Re-evaluating of Chemotaxis in Acanthamoeba castellanii and Acanthamoeba polyphaga : A Modern Perspective Using Advanced Imaging and Tracking Technologies

Chemotaxis, the directed movement of an organism towards nutrients or away from noxious agents is a fundamental process for the survival of many microorganisms. We combined high-resolution imaging, microfluidic gradients, and frame-by-frame tracking to re-evaluate Acanthamoeba chemotaxis to microbial glycans (Mannan, Mannose, N -acetyl-d-glucosamine (GlcNAc), N -acetyl-muramic acid (MurNAc)) and peptides ( N -formyl methionyl-leucyl-phenylalanine (fMLP) and Boc-Phe-Leu-Phe-Leu-Phe (BOC_FLFLF)). Our quantitative tracking results on A. castellanii confirm the core patterns in the original studies reported by Schuster and Levandowsky; attraction to fMLP and GlcNAc and lack of response to MurNAc or the peptide antagonist BOC-FLFLF, while revealing previously missed attraction to mannan. In contrast, A. polyphaga demonstrated a more restricted response, with significant chemotaxis observed only toward fMLP, and lack of motility in the presence of MurNAc or BOC-FLFLF. Notably, formyl peptide responses were differentially modulated: BOC-FLFLF reduced fMLP-induced directionality in A. castellanii without impairing motility, while in A. polyphaga , it suppressed both velocity and orientation.
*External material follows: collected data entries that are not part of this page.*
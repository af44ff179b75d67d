//! Lowering definitions into `Element` nodes
//!
//! Every lowered node is appended to the element pool of its own library while the parent
//! keeps only reference nodes to it. A parent reserves its pool slot before lowering its
//! children, so pools list parents before the elements they point at.
//!
//! Reference shapes:
//!
//! - values become `Param` elements; the parent points at them with `Parameter`, `Value`,
//!   `Array` or `Default` references of type `Param`
//! - calls become `FunctionCall` elements; statements are `Action` (in triggers) or
//!   `FunctionCall` references, the trigger event an `Event` reference
//! - a block passed to a `[block]` parameter is not a value: each of its statements becomes
//!   a sibling `FunctionCall` element tagged with a `SubFunctionType` reference to that
//!   parameter, and its locals become `Variable` elements visible only inside the block

use super::scope::{Binding, ScopeContext};
use super::symbols::{CallableRef, Entry, Formal, GlobalRef, PresetRef, SymbolTable};
use super::tree::TreeNode;
use crate::trig::ast::program::{attribute_value, has_flag};
use crate::trig::ast::{
    Allocatable, Allocation, ArrayDim, Attribute, Block, Call, CallableKind, CatalogItem,
    Definition, FunctionDef, PresetDef, TriggerDef, TypeRef, Value, ValueKind, VariableDef,
};
use crate::trig::error::CompileError;
use indexmap::IndexMap;
use std::collections::HashSet;

/// Deepest value/call nesting accepted during lowering.
pub const MAX_DEPTH: usize = 256;

/// The `Root` and element pool of one library.
#[derive(Debug, Clone, PartialEq)]
pub struct LibraryOutput {
    pub root: TreeNode,
    pub elements: Vec<TreeNode>,
}

pub struct Lowerer<'t, 'a> {
    symbols: &'t SymbolTable<'a>,
    libraries: IndexMap<String, LibraryOutput>,
    lowered: HashSet<Allocation>,
}
accessors!(
    into_program => Program(Program),
    into_scope => Scope(Scope),
    into_definition => Definition(Definition),
    into_external => External(ExternalDefinition),
    into_kind => Kind(CallableKind),
    into_value => Value(Value),
    into_call => Call(Call),
    into_block => Block(Block),
    into_variable => Variable(VariableDef),
    into_param => Param(ParamDef),
    into_external_param => ExternalParam(ExternalParam),
    into_external_member => ExternalMember(ExternalPresetMember),
    into_attribute => Attribute(Attribute),
    into_type => Type(TypeRef),
    into_dim => Dim(ArrayDim),
);

impl ProgramSyntax {
    pub fn into_text(self) -> Result<String, ReduceError> {
        match self {
            ProgramSyntax::Token(TokenValue::Text(text)) => Ok(text),
            other => Err(ReduceError::unexpected("text token", &other)),
        }
    }

    pub fn into_int(self) -> Result<i64, ReduceError> {
        match self {
            ProgramSyntax::Token(TokenValue::Int(value)) => Ok(value),
            other => Err(ReduceError::unexpected("int token", &other)),
        }
    }

    pub fn into_bool(self) -> Result<bool, ReduceError> {
        match self {
            ProgramSyntax::Token(TokenValue::Bool(value)) => Ok(value),
            other => Err(ReduceError::unexpected("bool token", &other)),
        }
    }

    pub fn into_id(self) -> Result<ElementId, ReduceError> {
        let text = self.into_text()?;
        text.parse().map_err(|err| ReduceError::new(format!("{}", err)))
    }

    fn list<T>(self, item: fn(Self) -> Result<T, ReduceError>) -> Result<Vec<T>, ReduceError> {
        self.into_list()?.into_iter().map(item).collect()
    }
}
These distinct chemoattractant “signatures” are consistent with micro-niche adaptation, and we hypothesise that fine-scale tuning of receptor thresholds to local prey spectra contributes to the observed species differences rather than large-scale habitat segregation. By integrating advanced methodologies with classical paradigms, this study offers new perspectives on Acanthamoeba chemotaxis and supports emerging models of protist pattern recognition paralleling innate immunity.